======== MATERIALS PROVIDED

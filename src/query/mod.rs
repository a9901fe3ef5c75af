//! Filtering, sorting and paging of record collections, one query struct
//! per page. Query structs deserialize straight from the request's query
//! string and are applied as pure functions over the records.

use std::cmp::Ordering;

use chrono::{Duration, NaiveDate};
use serde::{
    de::{value::StringDeserializer, IntoDeserializer},
    Deserialize, Deserializer, Serialize, Serializer,
};

pub mod catalog;
pub mod employees;
pub mod inspections;
pub mod movements;
pub mod pager;
pub mod stock;

/// A categorical filter. `all` (or an empty value) lets everything through.
#[derive(Clone, Debug, PartialEq, Eq)]
pub enum Filter<T> {
    All,
    Only(T),
}

#[derive(Clone, Copy, Serialize, Deserialize, Debug, Default, PartialEq, Eq)]
#[serde(rename_all = "lowercase")]
pub enum SortOrder {
    #[default]
    Asc,
    Desc,
}

#[derive(Clone, Copy, Serialize, Deserialize, Debug, Default, PartialEq, Eq)]
#[serde(rename_all = "lowercase")]
pub enum DateRangeKind {
    #[default]
    All,
    Today,
    Week,
    Month,
    Custom,
}

#[derive(Clone, Copy, Debug, PartialEq, Eq)]
pub enum DateWindow {
    All,
    Today,
    LastDays(i64),
    Between(NaiveDate, NaiveDate),
}

impl<T> Default for Filter<T> {
    fn default() -> Self {
        Filter::All
    }
}

impl<T: PartialEq> Filter<T> {
    pub fn matches(&self, value: &T) -> bool {
        match self {
            Filter::All => true,
            Filter::Only(expected) => expected == value,
        }
    }
    pub fn is_all(&self) -> bool {
        matches!(self, Filter::All)
    }
}

impl<'de, T> Deserialize<'de> for Filter<T>
where
    T: Deserialize<'de>,
{
    fn deserialize<D>(deserializer: D) -> Result<Self, D::Error>
    where
        D: Deserializer<'de>,
    {
        let value = String::deserialize(deserializer)?;
        if value.is_empty() || value == "all" {
            return Ok(Filter::All);
        }
        let value: StringDeserializer<D::Error> = value.into_deserializer();
        T::deserialize(value).map(Filter::Only)
    }
}

impl<T: Serialize> Serialize for Filter<T> {
    fn serialize<S>(&self, serializer: S) -> Result<S::Ok, S::Error>
    where
        S: Serializer,
    {
        match self {
            Filter::All => serializer.serialize_str("all"),
            Filter::Only(value) => value.serialize(serializer),
        }
    }
}

impl SortOrder {
    pub fn apply(&self, ordering: Ordering) -> Ordering {
        match self {
            SortOrder::Asc => ordering,
            SortOrder::Desc => ordering.reverse(),
        }
    }
}

impl DateWindow {
    /// A custom range missing either bound, or with an unreadable bound,
    /// filters nothing.
    pub fn resolve(kind: DateRangeKind, start: Option<&str>, end: Option<&str>) -> Self {
        match kind {
            DateRangeKind::All => DateWindow::All,
            DateRangeKind::Today => DateWindow::Today,
            DateRangeKind::Week => DateWindow::LastDays(7),
            DateRangeKind::Month => DateWindow::LastDays(30),
            DateRangeKind::Custom => match (start.and_then(parse_date), end.and_then(parse_date)) {
                (Some(start), Some(end)) => DateWindow::Between(start, end),
                _ => DateWindow::All,
            },
        }
    }
    pub fn contains(&self, date: NaiveDate, today: NaiveDate) -> bool {
        match self {
            DateWindow::All => true,
            DateWindow::Today => date == today,
            DateWindow::LastDays(days) => date >= today - Duration::days(*days),
            DateWindow::Between(start, end) => *start <= date && date <= *end,
        }
    }
}

pub fn parse_date(value: &str) -> Option<NaiveDate> {
    NaiveDate::parse_from_str(value.trim(), "%Y-%m-%d").ok()
}

/// Case-insensitive substring match against any of `fields`. An empty query
/// matches everything.
pub fn matches_text(query: &str, fields: &[&str]) -> bool {
    if query.is_empty() {
        return true;
    }
    let needle = query.to_lowercase();
    fields
        .iter()
        .any(|field| field.to_lowercase().contains(&needle))
}

fn fold_diacritic(c: char) -> char {
    match c {
        'á' | 'à' | 'â' | 'ã' | 'ä' => 'a',
        'é' | 'è' | 'ê' | 'ë' => 'e',
        'í' | 'ì' | 'î' | 'ï' => 'i',
        'ó' | 'ò' | 'ô' | 'õ' | 'ö' => 'o',
        'ú' | 'ù' | 'û' | 'ü' => 'u',
        'ç' => 'c',
        'ñ' => 'n',
        other => other,
    }
}

fn collation_key(value: &str) -> String {
    value
        .chars()
        .flat_map(char::to_lowercase)
        .map(fold_diacritic)
        .collect()
}

/// Orders text the way a Portuguese reader expects: "Óculos" sorts among
/// the O's, case does not matter.
pub fn compare_text(a: &str, b: &str) -> Ordering {
    collation_key(a).cmp(&collation_key(b))
}

/// Stable: rows with equal keys keep their relative order in both
/// directions.
pub fn sort_rows<T, F>(rows: &mut [T], order: SortOrder, compare: F)
where
    F: Fn(&T, &T) -> Ordering,
{
    rows.sort_by(|a, b| order.apply(compare(a, b)));
}

#[cfg(test)]
mod tests {
    use super::*;
    use crate::models::movement::MovementKind;

    fn day(y: i32, m: u32, d: u32) -> NaiveDate {
        NaiveDate::from_ymd_opt(y, m, d).unwrap()
    }

    #[test]
    fn text_search_ignores_case_and_ors_fields() {
        assert!(matches_text("luva", &["Luva", "SafetyPro"]));
        assert!(matches_text("SAFETY", &["Luva", "SafetyPro"]));
        assert!(!matches_text("bota", &["Luva", "SafetyPro"]));
        assert!(matches_text("", &[]));
    }

    #[test]
    fn text_compare_folds_accents() {
        assert_eq!(compare_text("Óculos", "Protetor"), Ordering::Less);
        assert_eq!(compare_text("Máscara", "Luva"), Ordering::Greater);
        assert_eq!(compare_text("luva", "Luva"), Ordering::Equal);
    }

    #[test]
    fn sort_is_stable_in_both_directions() {
        let mut rows = vec![(1, "a"), (0, "b"), (1, "c"), (0, "d")];
        sort_rows(&mut rows, SortOrder::Asc, |x, y| x.0.cmp(&y.0));
        assert_eq!(rows, vec![(0, "b"), (0, "d"), (1, "a"), (1, "c")]);

        sort_rows(&mut rows, SortOrder::Desc, |x, y| x.0.cmp(&y.0));
        assert_eq!(rows, vec![(1, "a"), (1, "c"), (0, "b"), (0, "d")]);
    }

    #[test]
    fn filter_parses_all_and_variants() {
        let all: Filter<MovementKind> = serde_json::from_str("\"all\"").unwrap();
        assert!(all.is_all());
        let empty: Filter<String> = serde_json::from_str("\"\"").unwrap();
        assert!(empty.is_all());
        let only: Filter<MovementKind> = serde_json::from_str("\"discard\"").unwrap();
        assert_eq!(only, Filter::Only(MovementKind::Discard));
        assert!(serde_json::from_str::<Filter<MovementKind>>("\"gift\"").is_err());
    }

    #[test]
    fn relative_windows_include_their_first_day() {
        let today = day(2024, 6, 15);
        let week = DateWindow::resolve(DateRangeKind::Week, None, None);
        assert!(week.contains(day(2024, 6, 8), today));
        assert!(!week.contains(day(2024, 6, 7), today));

        let month = DateWindow::resolve(DateRangeKind::Month, None, None);
        assert!(month.contains(day(2024, 5, 16), today));
        assert!(!month.contains(day(2024, 5, 15), today));

        let today_only = DateWindow::resolve(DateRangeKind::Today, None, None);
        assert!(today_only.contains(today, today));
        assert!(!today_only.contains(day(2024, 6, 14), today));
    }

    #[test]
    fn custom_window_is_closed_and_tolerates_bad_input() {
        let today = day(2024, 6, 15);
        let window =
            DateWindow::resolve(DateRangeKind::Custom, Some("2024-06-01"), Some("2024-06-10"));
        assert!(window.contains(day(2024, 6, 1), today));
        assert!(window.contains(day(2024, 6, 10), today));
        assert!(!window.contains(day(2024, 6, 11), today));

        let missing = DateWindow::resolve(DateRangeKind::Custom, Some("2024-06-01"), None);
        assert_eq!(missing, DateWindow::All);
        let garbage = DateWindow::resolve(DateRangeKind::Custom, Some("ontem"), Some("hoje"));
        assert!(garbage.contains(day(1999, 1, 1), today));
    }
}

================

WORK INSTRUCTIONS =>
Copy each line in the listing where "Error" appears.

RESULT =>
    fn deserialize<D>(deserializer: D) -> Result<Self, D::Error>
        let value: StringDeserializer<D::Error> = value.into_deserializer();
    fn serialize<S>(&self, serializer: S) -> Result<S::Ok, S::Error>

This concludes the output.